Simple and label-free electrochemical assay for signal-on DNA hybridization directly at undecorated graphene oxide

[Display omitted] ► A strategy developed for DNA detection with no need to decorate GO or label DNA. ► Specially designed ssDNA consists of immobilization part and probe part. ► Hybridization leads to ‘lying’ ssDNA to ‘standing’ dsDNA. ► Conformational and negative charge changes induce signal-on impedimetric result. ► Potential applications in DNA nanostructure frameworks and nanoelectronics. Exploring graphene oxide (GO), DNA hybridization detection usually relies on either GO decoration or DNA sequences labeling. The former endows GO with desired chemical, optical, and biological properties.

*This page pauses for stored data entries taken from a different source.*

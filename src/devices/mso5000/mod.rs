
use regex::Regex;
use serde::{Serialize, Deserialize};

use crate::block::{self, SampleFormat};
use crate::error::{Result, ScopeError};
use crate::session::Session;

lazy_static! {
	static ref IDN_RE: Regex = Regex::new("([^,]+),([^,]+),([^,]+),([^,\\s]+)").unwrap();
}

pub mod acquisition;
pub mod waveform;

pub use acquisition::{AcquisitionState, MemoryDepth};
pub use waveform::{Waveform, WaveformRequest, PointCountMismatch, NORMALIZED_POINTS};

pub const CHANNEL_COUNT: u8 = 4;

pub struct MSO5000<S: Session> {
	session: S,
}

#[derive(Debug, Clone, PartialEq, Serialize, Deserialize)]
pub struct Identity {
	pub manufacturer: String,
	pub model: String,
	pub serial_num: String,
	pub fw_version: String,
}

impl Identity {
	pub fn parse(idn: &str) -> Result<Self> {
		let caps = IDN_RE.captures(idn.trim())
			.ok_or_else(|| ScopeError::UnexpectedResponse(format!("Unable to parse *IDN? reply {:?}", idn)))?;
		let field = |i: usize| caps.get(i).map(|m| m.as_str().trim().to_owned()).unwrap_or_default();

		Ok(Self{ manufacturer: field(1), model: field(2), serial_num: field(3), fw_version: field(4) })
	}
}

fn chan_ok(n: u8) -> Result<()> {
	if n < 1 || n > CHANNEL_COUNT { Err(ScopeError::InvalidChannel(n)) }
	else { Ok(()) }
}

fn drive_path(drive: &str, name: &str, ext: &str) -> String { format!("{}:\\{}.{}", drive, name, ext) }

impl<S: Session> MSO5000<S> {

	pub fn new(session: S) -> Result<Self> {
		let mut dev = Self{ session };

		let idn = dev.identity()?;
		if !idn.manufacturer.to_uppercase().contains("RIGOL") {
			return Err(ScopeError::UnexpectedResponse(
				format!("Successfully connected to a {} {} but it doesn't appear to be a Rigol scope", idn.manufacturer, idn.model)));
		}
		log::info!("Connected to {} {} (serial {}, firmware {})", idn.manufacturer, idn.model, idn.serial_num, idn.fw_version);

		Ok(dev)
	}

	pub fn into_inner(self) -> S { self.session }

	pub fn identity(&mut self) -> Result<Identity> {
		let idn = self.session.query_text("*IDN?")?;
		Identity::parse(&idn)
	}

	pub fn acquisition_state(&mut self) -> Result<AcquisitionState> { acquisition::refresh(&mut self.session) }

	// Each of these reads the full state again
	pub fn main_scale(&mut self)           -> Result<f64> { Ok(self.acquisition_state()?.scale) }
	pub fn sample_rate(&mut self)          -> Result<f64> { Ok(self.acquisition_state()?.sample_rate) }
	pub fn memory_depth(&mut self)         -> Result<f64> { Ok(self.acquisition_state()?.memory_depth) }
	pub fn main_offset(&mut self)          -> Result<f64> { Ok(self.acquisition_state()?.offset_samples) }
	pub fn main_position(&mut self)        -> Result<f64> { Ok(self.acquisition_state()?.center_position_samples) }
	pub fn samples_per_division(&mut self) -> Result<f64> { Ok(self.acquisition_state()?.samples_per_division) }
	pub fn trigger_position(&mut self)     -> Result<f64> { Ok(self.acquisition_state()?.trigger_position_samples) }

	/// Set the horizontal scale in seconds per division, e.g. 0.003 for 3 ms.
	pub fn set_main_scale(&mut self, time_s: f64) -> Result<AcquisitionState> {
		self.session.write_command(&format!(":TIMebase:MAIN:SCALe {}", time_s))?;
		self.acquisition_state()
	}

	/// Set the horizontal offset in seconds.
	pub fn set_main_offset(&mut self, time_s: f64) -> Result<AcquisitionState> {
		self.session.write_command(&format!(":TIMebase:MAIN:OFFSet {}", time_s))?;
		self.acquisition_state()
	}

	pub fn set_memory_depth(&mut self, depth: MemoryDepth) -> Result<AcquisitionState> {
		self.session.write_command(&format!(":ACQuire:MDEPth {}", depth.as_str()))?;
		self.acquisition_state()
	}

	/// Read the 1000 points currently on screen.
	pub fn waveform_normalized(&mut self, chan_num: u8, format: SampleFormat) -> Result<Waveform> {
		chan_ok(chan_num)?;
		waveform::acquire(&mut self.session, &WaveformRequest::normalized(chan_num, format))
	}

	/// Read `points` samples from acquisition memory starting at `start`. Neither is checked against the current
	/// memory depth; the instrument clips the window and the mismatch shows up on the returned waveform.
	pub fn waveform_raw(&mut self, chan_num: u8, start: usize, points: usize, format: SampleFormat) -> Result<Waveform> {
		chan_ok(chan_num)?;
		waveform::acquire(&mut self.session, &WaveformRequest::raw(chan_num, start, points, format))
	}

	/// Save a screenshot to the instrument's drive and return the save status.
	pub fn save_screen(&mut self, drive: &str, name: &str) -> Result<String> {
		self.session.write_command(&format!(":SAVE:IMAGe {}", drive_path(drive, name, "png")))?;
		self.session.query_text(":SAVE:STATus?")
	}

	/// Download the screen image. The bytes are handed back as sent, without decoding.
	pub fn download_screen(&mut self) -> Result<Vec<u8>> {
		self.session.write_command(":DISPlay:DATA?")?;
		let image = block::read_block(&mut self.session)?;
		self.session.discard_terminator()?;
		Ok(image)
	}

	pub fn save_setup(&mut self, drive: &str, name: &str) -> Result<String> {
		self.session.write_command(&format!(":SAVE:SETup {}", drive_path(drive, name, "stp")))?;
		self.session.query_text(":SAVE:STATus?")
	}

	pub fn load_setup(&mut self, drive: &str, name: &str) -> Result<()> {
		self.session.write_command(&format!(":LOAD:SETup {}", drive_path(drive, name, "stp")))
	}

	pub fn set_grid_brightness(&mut self, level: u8) -> Result<()> {
		if level < 1 || level > 100 {
			return Err(ScopeError::InvalidBrightness(level));
		}
		self.session.write_command(&format!(":DISPlay:GBRightness {}", level))
	}

	// One-liners
	pub fn single(&mut self) -> Result<()> { self.session.write_command(":SINGle") }
}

The latter adopts labeled molecules to indicate hybridization. In the present work, we propose a simple, label-free DNA assay using undecorated GO directly as the sensing platform. GO is anchored on diazonium functionalized electrode through electrostatic attraction, hydrogen bonding or epoxy ring-opening. The π–π stacking interaction between hexagonal cells of GO and DNA base rings facilitates DNA immobilization. The adsorbed DNA sequence is specially designed with two parts, including immobilization sequence and probe sequence. In the absence of target, the two sequences lie nearly flat on GO platform. In the presence of target, probe hybridizes with it to form double helix DNA, which ‘stands’ on GO. While the immobilization sequence part remains ‘lying’ on GO surface. Hence, DNA hybridization induces GO interfacial property changes, including negative charge and conformational transition from ‘lying’ ssDNA to ‘standing’ dsDNA. These changes are monitored by electrochemical impedance spectroscopy and adopted as the analytical signal. This strategy eliminates the requirement for GO decoration or DNA labeling, representing a comparatively simple and effective way. Finally, the principle is applied to the detection of conserved sequence of the human immunodeficiency virus 1 pol gene fragment. The dynamic detection range is from 1.0×10−12 to 1.0×10−6M with detection limit of 1.1×10−13M with 3σ. And the sequences with double- or four-base mismatched are readily distinguishable. In addition, this strategy may hold great promise for potential applications from DNA biosensing to nanostructure framework construction based on the versatile DNA self-assembly.